*** THE DATA ***

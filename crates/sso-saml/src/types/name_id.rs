//! Name identifiers.

use serde::{Deserialize, Serialize};

/// Identifier of a subject.
#[derive(Debug, Clone, PartialEq, Eq, Serialize, Deserialize)]
pub struct NameId {
    /// The identifier value.
    pub value: String,

    /// The format URI.
    #[serde(skip_serializing_if = "Option::is_none")]
    pub format: Option<String>,

    /// The security domain that qualifies the name.
    #[serde(skip_serializing_if = "Option::is_none")]
    pub name_qualifier: Option<String>,

    /// The service provider that qualifies the name.
    #[serde(skip_serializing_if = "Option::is_none")]
    pub sp_name_qualifier: Option<String>,
}

impl NameId {
    /// Creates a name ID without format or qualifiers.
    #[must_use]
    pub fn new(value: impl Into<String>) -> Self {
        Self {
            value: value.into(),
            format: None,
            name_qualifier: None,
            sp_name_qualifier: None,
        }
    }
}
//! Error handling for the core crate.
//!
//! Error messages are informative for operators but never carry key
//! material or raw message content.

use thiserror::Error;

/// Result type alias using the core error type.
pub type Result<T> = std::result::Result<T, Error>;

/// Core error type.
#[derive(Debug, Error)]
pub enum Error {
    /// Configuration could not be loaded or is invalid.
    #[error("configuration error: {0}")]
    Config(String),

    /// Tenant context operation attempted outside of a tenant flow.
    #[error("tenant context error: {0}")]
    TenantContext(String),
}

impl From<std::io::Error> for Error {
    fn from(err: std::io::Error) -> Self {
        Self::Config(err.to_string())
    }
}

impl From<toml::de::Error> for Error {
    fn from(err: toml::de::Error) -> Self {
        Self::Config(format!("failed to parse config: {err}"))
    }
}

*** End of THE DATA ***

● **YOUR GOAL**
In the listing above, start at the line with "The format URI.", go on through the line with "or is invalid.", and copy each of those lines exactly; leave out all the rest.

● **EXERCISE RESULT**
    /// The format URI.
    #[serde(skip_serializing_if = "Option::is_none")]
    pub format: Option<String>,

    /// The security domain that qualifies the name.
    #[serde(skip_serializing_if = "Option::is_none")]
    pub name_qualifier: Option<String>,

    /// The service provider that qualifies the name.
    #[serde(skip_serializing_if = "Option::is_none")]
    pub sp_name_qualifier: Option<String>,
}

impl NameId {
    /// Creates a name ID without format or qualifiers.
    #[must_use]
    pub fn new(value: impl Into<String>) -> Self {
        Self {
            value: value.into(),
            format: None,
            name_qualifier: None,
            sp_name_qualifier: None,
        }
    }
}
//! Error handling for the core crate.
//!
//! Error messages are informative for operators but never carry key
//! material or raw message content.

use thiserror::Error;

/// Result type alias using the core error type.
pub type Result<T> = std::result::Result<T, Error>;

/// Core error type.
#[derive(Debug, Error)]
pub enum Error {
    /// Configuration could not be loaded or is invalid.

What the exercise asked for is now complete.